Pilgrim Road Blog Photo

Pilgrim Road Blog Photo

Tuesday, February 8, 2011

The Glorious Ruin

Dear friends,

Francis Schaeffer has an apt description for the human species.  He refers to us as a "glorious ruin".  I've never been to Europe, or the Middle East, but I understand there are some pretty remarkable ruins in those places.  Apparently Greece tops em' all.  Somehow in the broken pillars and cracked marble of the Temple of Poseidon or the Acropolis of ancient Athens, the former glory can be tasted and almost seen.  All the cracks and crumbles of the lofty designs of men can't completely conceal the original maker's ideal.  So it is with buildings.  So it is with us.

This weekend I went on a short trip with DFG in conjunction with the New York School of Urban Ministry. 
Part of our time was spent in outreach to homeless  folks in Manhattan, and part was spent in Sunset Park, Brooklyn canvassing the neighborhood with resource information for kids in the Children of the City program.  In both these places I saw evidence of the glorious ruin.  It may sound cliche, but there really was a charm and beauty behind the eyes of the men and women we encountered on the street.  Even Willie, the mentally ill fellow whose sentences were a maze of non sequiturs and wild imaginings, sported the spark of the Divine in his tender kindness and undaunted hope.  In Sunset Park, one little boy, crammed into an immigrant apartment with lots of other people, beamed with joy in his impoverished conditions.  I wept when I hit the stoop.  Perhaps that's how people feel when they walk away from the Mayan Pyramid ruins.  The glory still shines in the decay.  The Architect's intent pricks our desire for the original greatness.

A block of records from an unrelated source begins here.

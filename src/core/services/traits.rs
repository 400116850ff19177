use crate::api::client::DashboardClient;
use crate::api::models::{StatsResponse, UploadResponse};
use crate::error::ApiError;
use async_trait::async_trait;

/// Server operations the services depend on
#[async_trait]
pub trait DashboardApi: Send + Sync {
    async fn get_stats(&self) -> Result<StatsResponse, ApiError>;

    async fn upload_file(
        &self,
        file_name: &str,
        contents: Vec<u8>,
    ) -> Result<UploadResponse, ApiError>;

    async fn fetch_bytes(&self, url: &str) -> Result<Vec<u8>, ApiError>;
}

#[async_trait]
impl DashboardApi for DashboardClient {
    async fn get_stats(&self) -> Result<StatsResponse, ApiError> {
        DashboardClient::get_stats(self).await
    }

    async fn upload_file(
        &self,
        file_name: &str,
        contents: Vec<u8>,
    ) -> Result<UploadResponse, ApiError> {
        DashboardClient::upload_file(self, file_name, contents).await
    }

    async fn fetch_bytes(&self, url: &str) -> Result<Vec<u8>, ApiError> {
        DashboardClient::fetch_bytes(self, url).await
    }
}
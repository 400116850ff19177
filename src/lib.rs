pub use crate::core::dashboard_utils::DashboardUtils;
pub use error::AppError;

/// Main architecture layers (dependency flow: CLI → Core → Storage)
pub mod cli; // Command-line interface
pub mod core; // Notifications, rate limiting, services
pub mod storage; // Configuration persistence

/// Support modules (used across layers)
pub mod api; // Dashboard HTTP client
pub mod display; // Terminal rendering
pub mod error; // Error handling
pub mod utils; // Validation, formatting, files

pub type Result<T> = std::result::Result<T, AppError>;
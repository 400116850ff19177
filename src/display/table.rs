use crate::api::models::{RegionTotal, StatsResponse};
use crate::utils::formatting::{Locale, format_number, format_percentage};
use comfy_table::{Attribute, Cell, CellAlignment, Color, Table, presets};
use crossterm::terminal;

/// Renders server statistics as terminal tables
pub struct StatsDisplay {
    max_width: Option<u16>,
    use_colors: bool,
    locale: Locale,
}

impl Default for StatsDisplay {
    fn default() -> Self {
        Self::new()
    }
}

impl StatsDisplay {
    pub fn new() -> Self {
        Self {
            max_width: Self::detect_terminal_width(),
            use_colors: true,
            locale: Locale::PtBr,
        }
    }

    fn detect_terminal_width() -> Option<u16> {
        match terminal::size() {
            Ok((cols, _rows)) => Some(cols.clamp(40, 200)),
            Err(_) => Some(80),
        }
    }

    pub fn with_colors(mut self, use_colors: bool) -> Self {
        self.use_colors = use_colors;
        self
    }

    pub fn with_locale(mut self, locale: Locale) -> Self {
        self.locale = locale;
        self
    }

    fn header_cell(&self, text: &str) -> Cell {
        if self.use_colors {
            Cell::new(text)
                .add_attribute(Attribute::Bold)
                .fg(Color::Cyan)
        } else {
            Cell::new(text)
        }
    }

    fn new_table(&self) -> Table {
        let mut table = Table::new();
        table.load_preset(presets::UTF8_FULL);
        table.set_content_arrangement(comfy_table::ContentArrangement::Dynamic);
        if let Some(width) = self.max_width {
            table.set_width(width);
        }
        table
    }

    /// Summary (totals and period) table
    pub fn render_summary(&self, stats: &StatsResponse) -> String {
        let mut table = self.new_table();
        table.set_header(vec![self.header_cell("Metric"), self.header_cell("Value")]);

        let count = |value: Option<u64>| {
            value
                .map(|v| format_number(v as f64, self.locale))
                .unwrap_or_else(|| "-".to_string())
        };

        let period = match (&stats.periodo_inicio, &stats.periodo_fim) {
            (Some(start), Some(end)) => format!("{} - {}", start, end),
            _ => "-".to_string(),
        };

        table.add_row(vec![
            Cell::new("Total shipments"),
            Cell::new(count(stats.total_embarques)).set_alignment(CellAlignment::Right),
        ]);
        table.add_row(vec![
            Cell::new("Origin regions"),
            Cell::new(count(stats.total_origens.map(u64::from)))
                .set_alignment(CellAlignment::Right),
        ]);
        table.add_row(vec![
            Cell::new("Destination regions"),
            Cell::new(count(stats.total_destinos.map(u64::from)))
                .set_alignment(CellAlignment::Right),
        ]);
        table.add_row(vec![Cell::new("Period"), Cell::new(period)]);

        table.to_string()
    }

    /// Ranked region table with each region's share of `total`
    pub fn render_ranking(&self, title: &str, regions: &[RegionTotal], total: Option<u64>) -> String {
        let mut table = self.new_table();
        table.set_header(vec![
            self.header_cell("#"),
            self.header_cell(title),
            self.header_cell("Shipments"),
            self.header_cell("Share"),
        ]);

        for (rank, region) in regions.iter().enumerate() {
            let share = total
                .map(|t| format_percentage(region.embarques as f64, t as f64, 1))
                .unwrap_or_else(|| "-".to_string());
            table.add_row(vec![
                Cell::new(rank + 1),
                Cell::new(&region.regiao),
                Cell::new(format_number(region.embarques as f64, self.locale))
                    .set_alignment(CellAlignment::Right),
                Cell::new(share).set_alignment(CellAlignment::Right),
            ]);
        }

        table.to_string()
    }

    pub fn render_stats(&self, stats: &StatsResponse) -> String {
        let mut output = self.render_summary(stats);
        if !stats.top_origens.is_empty() {
            output.push_str("\n\nTop origins\n");
            output.push_str(&self.render_ranking(
                "Origin",
                &stats.top_origens,
                stats.total_embarques,
            ));
        }
        if !stats.top_destinos.is_empty() {
            output.push_str("\n\nTop destinations\n");
            output.push_str(&self.render_ranking(
                "Destination",
                &stats.top_destinos,
                stats.total_embarques,
            ));
        }
        output
    }
}
pub mod command_handlers;
pub mod dispatcher;
pub mod main_types;
pub mod shortcuts;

This is why I love Jesus Christ so much:  His full intention, from Genesis to Revelation, is to restore His people to their first glory.  To resurrect them with the love and beauty and grace they were always meant to have- but that cannot be had separate from the Source of Life.  He is determined to rip us from the clutches of an oppressive enemy, to save us from the slavish horror of self, and to be our Father in the true and right sense of what that relationship means.  I don't have to look very far at all to find the glorious ruin.  No need to travel to a poor neighborhood in Brooklyn or a paper box house on 51st street.  I only need look in my own soul to find that longing that remains for truth and purity and real love.  Amid my sinful, foolish ways that dog me every day, I see something else - something more.  I see the hope of redemption.  I know the ongoing struggle of sanctification and I believe in the blessed hope of the Great Day to come.  On that day, all my darkness will finally be swallowed up in light.  The broken down cottage will indeed be a palace.  The scripture says it this way:

" Listen, I tell you a mystery: We will not all sleep, but we will all be changed— in a flash, in the twinkling of an eye, at the last trumpet. For the trumpet will sound, the dead will be raised imperishable, and we will be changed. For the perishable must clothe itself with the imperishable, and the mortal with immortality. When the perishable has been clothed with the imperishable, and the mortal with immortality, then the saying that is written will come true: “Death has been swallowed up in victory.” ~1Corinthians 15:51-57

Remember, when you see the ruin, the Great One sees the glory... These old Acropolises will stun us beyond all our imaginings...Hallelujah, my Redeemer lives!

Your fired up friend on the pilgrim road,

Loriann

PS:
A shout out to the truly excellent and honorable people I spent the weekend with.  What a privilege to hang with the likes of you.